* _TASK DESCRIPTION_
For the listing below, work out the number of lines that hold "usize" and return that number alone.

══ MATERIAL FOR THIS TASK

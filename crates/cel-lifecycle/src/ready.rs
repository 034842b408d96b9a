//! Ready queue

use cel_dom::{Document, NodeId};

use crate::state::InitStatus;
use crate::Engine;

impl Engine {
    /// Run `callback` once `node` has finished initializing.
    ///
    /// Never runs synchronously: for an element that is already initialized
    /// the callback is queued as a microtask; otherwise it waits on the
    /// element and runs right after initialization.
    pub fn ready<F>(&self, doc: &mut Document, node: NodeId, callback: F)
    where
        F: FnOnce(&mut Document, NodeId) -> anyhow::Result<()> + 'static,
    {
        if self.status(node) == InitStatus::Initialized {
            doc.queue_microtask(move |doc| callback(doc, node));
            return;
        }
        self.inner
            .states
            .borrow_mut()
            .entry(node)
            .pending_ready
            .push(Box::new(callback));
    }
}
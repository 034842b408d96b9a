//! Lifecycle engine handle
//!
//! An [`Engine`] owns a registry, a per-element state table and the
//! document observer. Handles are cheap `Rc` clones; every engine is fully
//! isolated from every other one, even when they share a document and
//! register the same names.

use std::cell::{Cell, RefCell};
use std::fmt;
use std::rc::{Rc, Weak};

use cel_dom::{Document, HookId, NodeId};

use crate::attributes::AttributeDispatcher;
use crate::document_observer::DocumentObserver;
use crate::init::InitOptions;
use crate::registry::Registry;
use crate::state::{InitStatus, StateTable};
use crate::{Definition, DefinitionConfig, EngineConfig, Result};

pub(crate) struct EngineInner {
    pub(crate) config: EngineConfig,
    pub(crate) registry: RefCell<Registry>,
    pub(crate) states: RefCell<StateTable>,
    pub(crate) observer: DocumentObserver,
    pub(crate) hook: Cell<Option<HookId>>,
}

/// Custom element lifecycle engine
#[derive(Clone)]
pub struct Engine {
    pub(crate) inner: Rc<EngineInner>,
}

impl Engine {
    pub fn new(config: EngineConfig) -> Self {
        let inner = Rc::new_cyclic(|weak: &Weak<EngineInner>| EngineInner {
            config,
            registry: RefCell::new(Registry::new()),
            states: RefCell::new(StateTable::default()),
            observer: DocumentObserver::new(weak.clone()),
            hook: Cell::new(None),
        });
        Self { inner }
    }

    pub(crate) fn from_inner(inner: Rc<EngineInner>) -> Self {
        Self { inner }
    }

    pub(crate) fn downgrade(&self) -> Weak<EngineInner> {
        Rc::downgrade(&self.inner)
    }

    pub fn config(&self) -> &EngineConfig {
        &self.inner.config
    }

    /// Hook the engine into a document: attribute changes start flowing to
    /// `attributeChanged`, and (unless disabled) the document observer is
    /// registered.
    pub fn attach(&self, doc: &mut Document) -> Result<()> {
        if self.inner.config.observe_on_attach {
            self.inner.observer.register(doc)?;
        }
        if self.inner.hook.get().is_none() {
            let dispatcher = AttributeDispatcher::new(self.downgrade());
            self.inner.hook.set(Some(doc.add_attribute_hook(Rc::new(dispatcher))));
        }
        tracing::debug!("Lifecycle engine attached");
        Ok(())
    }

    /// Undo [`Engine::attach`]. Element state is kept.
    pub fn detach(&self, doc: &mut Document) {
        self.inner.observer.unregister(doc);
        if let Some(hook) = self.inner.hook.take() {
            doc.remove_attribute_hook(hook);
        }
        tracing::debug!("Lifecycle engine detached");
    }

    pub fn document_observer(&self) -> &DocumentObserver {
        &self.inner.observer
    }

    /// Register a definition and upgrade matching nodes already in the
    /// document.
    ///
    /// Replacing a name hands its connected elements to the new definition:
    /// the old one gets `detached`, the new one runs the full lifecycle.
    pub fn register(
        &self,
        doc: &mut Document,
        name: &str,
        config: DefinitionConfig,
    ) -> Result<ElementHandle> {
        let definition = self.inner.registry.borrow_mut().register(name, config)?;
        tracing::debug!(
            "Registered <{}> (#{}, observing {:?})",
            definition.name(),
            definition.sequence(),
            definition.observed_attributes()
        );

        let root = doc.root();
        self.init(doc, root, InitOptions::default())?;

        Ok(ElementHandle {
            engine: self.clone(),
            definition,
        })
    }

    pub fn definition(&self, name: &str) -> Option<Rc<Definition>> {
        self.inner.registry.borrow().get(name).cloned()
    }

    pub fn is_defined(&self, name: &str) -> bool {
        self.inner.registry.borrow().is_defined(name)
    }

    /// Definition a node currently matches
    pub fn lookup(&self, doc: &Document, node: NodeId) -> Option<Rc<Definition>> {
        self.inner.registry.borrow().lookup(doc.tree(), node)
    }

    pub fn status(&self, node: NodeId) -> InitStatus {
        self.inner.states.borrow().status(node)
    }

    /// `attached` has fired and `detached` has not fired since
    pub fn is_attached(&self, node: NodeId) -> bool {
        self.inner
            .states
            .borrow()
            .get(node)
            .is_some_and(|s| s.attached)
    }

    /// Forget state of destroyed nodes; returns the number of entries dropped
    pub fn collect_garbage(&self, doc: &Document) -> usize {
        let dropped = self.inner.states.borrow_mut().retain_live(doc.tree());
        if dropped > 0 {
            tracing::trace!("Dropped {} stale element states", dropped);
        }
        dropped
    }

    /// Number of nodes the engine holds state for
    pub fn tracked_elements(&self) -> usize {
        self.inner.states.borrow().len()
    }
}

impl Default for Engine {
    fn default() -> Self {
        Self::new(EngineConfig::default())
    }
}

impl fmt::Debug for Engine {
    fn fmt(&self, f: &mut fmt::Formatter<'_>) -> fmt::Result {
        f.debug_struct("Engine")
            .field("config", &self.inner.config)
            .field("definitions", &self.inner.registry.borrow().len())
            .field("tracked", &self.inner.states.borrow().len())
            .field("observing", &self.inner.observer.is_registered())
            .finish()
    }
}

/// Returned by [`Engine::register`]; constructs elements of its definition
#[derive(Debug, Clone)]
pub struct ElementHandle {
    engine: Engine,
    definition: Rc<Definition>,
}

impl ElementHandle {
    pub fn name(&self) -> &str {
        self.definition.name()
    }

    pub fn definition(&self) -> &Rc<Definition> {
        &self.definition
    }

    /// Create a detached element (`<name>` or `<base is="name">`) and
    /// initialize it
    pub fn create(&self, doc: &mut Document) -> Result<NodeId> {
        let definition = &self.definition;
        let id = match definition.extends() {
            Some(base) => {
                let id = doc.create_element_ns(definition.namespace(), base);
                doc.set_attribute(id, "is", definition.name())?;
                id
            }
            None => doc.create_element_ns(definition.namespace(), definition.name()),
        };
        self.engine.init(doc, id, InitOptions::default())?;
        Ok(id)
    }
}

════
══ MATERIAL FOR THIS TASK

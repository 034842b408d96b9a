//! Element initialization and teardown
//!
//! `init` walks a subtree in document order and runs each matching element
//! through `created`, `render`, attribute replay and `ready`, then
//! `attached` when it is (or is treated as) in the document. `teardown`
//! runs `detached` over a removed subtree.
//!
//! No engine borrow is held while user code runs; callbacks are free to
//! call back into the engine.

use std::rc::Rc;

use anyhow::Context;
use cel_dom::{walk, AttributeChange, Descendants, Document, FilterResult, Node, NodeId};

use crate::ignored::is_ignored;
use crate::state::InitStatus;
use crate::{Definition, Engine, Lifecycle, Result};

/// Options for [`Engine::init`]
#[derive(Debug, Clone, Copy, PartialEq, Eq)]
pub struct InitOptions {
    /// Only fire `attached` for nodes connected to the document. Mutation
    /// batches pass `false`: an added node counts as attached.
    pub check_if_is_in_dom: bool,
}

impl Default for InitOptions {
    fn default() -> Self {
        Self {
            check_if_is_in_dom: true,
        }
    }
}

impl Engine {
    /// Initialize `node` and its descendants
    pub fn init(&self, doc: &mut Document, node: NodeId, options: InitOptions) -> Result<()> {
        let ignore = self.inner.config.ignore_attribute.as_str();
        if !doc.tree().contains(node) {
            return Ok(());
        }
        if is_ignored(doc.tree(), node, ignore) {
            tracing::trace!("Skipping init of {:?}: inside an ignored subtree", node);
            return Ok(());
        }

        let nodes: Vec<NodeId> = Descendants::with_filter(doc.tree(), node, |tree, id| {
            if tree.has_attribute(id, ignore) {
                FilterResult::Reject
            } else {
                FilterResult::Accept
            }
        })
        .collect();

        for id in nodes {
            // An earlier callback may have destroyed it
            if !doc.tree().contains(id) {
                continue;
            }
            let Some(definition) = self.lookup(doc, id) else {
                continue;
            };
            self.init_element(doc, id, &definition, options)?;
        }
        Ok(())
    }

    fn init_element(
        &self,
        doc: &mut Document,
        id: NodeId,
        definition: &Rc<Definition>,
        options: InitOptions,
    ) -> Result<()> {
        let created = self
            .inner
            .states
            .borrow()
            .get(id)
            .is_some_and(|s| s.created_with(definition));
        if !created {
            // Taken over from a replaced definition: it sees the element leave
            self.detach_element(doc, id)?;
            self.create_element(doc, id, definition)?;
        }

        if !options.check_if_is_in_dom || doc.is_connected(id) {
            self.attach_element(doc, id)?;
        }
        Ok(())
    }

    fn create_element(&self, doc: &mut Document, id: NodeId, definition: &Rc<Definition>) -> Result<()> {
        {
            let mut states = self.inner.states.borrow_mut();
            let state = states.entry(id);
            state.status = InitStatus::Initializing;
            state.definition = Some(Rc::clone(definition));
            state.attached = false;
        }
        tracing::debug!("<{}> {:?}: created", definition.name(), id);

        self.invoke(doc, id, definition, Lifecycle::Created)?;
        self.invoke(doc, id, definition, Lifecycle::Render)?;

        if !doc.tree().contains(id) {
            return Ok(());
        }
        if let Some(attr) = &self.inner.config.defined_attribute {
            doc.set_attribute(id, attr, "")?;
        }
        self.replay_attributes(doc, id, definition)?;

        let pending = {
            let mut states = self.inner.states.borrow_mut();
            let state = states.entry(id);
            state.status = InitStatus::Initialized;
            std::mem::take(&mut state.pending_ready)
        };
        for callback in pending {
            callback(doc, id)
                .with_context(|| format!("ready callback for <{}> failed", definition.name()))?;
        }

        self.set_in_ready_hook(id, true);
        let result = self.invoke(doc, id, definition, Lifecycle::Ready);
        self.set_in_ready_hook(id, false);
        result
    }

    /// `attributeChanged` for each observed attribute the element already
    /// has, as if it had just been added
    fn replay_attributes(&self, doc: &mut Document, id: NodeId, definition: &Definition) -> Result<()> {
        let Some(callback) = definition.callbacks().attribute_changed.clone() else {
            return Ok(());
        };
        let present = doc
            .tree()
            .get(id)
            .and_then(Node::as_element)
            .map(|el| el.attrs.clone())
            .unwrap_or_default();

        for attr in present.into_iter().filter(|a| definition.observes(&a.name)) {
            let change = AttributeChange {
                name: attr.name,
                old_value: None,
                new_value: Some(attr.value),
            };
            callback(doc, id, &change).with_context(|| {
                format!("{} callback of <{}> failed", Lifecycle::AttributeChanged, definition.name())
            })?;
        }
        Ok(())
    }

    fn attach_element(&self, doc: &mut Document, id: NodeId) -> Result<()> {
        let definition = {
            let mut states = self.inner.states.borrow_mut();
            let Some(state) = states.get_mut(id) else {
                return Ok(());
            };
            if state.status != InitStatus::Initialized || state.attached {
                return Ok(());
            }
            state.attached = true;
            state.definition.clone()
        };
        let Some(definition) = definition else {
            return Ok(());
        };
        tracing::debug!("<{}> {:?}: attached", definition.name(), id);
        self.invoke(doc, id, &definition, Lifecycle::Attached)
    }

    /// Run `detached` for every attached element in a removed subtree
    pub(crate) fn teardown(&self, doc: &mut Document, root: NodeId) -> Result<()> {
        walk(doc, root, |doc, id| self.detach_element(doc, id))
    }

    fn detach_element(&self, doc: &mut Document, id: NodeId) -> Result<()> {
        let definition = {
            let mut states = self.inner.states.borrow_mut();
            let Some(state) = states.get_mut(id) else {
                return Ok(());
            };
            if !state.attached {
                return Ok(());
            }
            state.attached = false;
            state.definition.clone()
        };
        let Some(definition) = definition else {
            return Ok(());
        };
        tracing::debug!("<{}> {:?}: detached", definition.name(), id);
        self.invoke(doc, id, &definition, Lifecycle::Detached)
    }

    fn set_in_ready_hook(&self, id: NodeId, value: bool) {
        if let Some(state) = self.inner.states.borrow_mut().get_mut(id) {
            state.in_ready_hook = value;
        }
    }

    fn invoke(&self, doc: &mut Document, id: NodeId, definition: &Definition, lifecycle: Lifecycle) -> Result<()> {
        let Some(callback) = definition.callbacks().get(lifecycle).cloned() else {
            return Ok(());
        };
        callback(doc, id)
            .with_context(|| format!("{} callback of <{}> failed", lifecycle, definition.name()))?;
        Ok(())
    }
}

════

* _RESPONSE TO THIS TASK_
2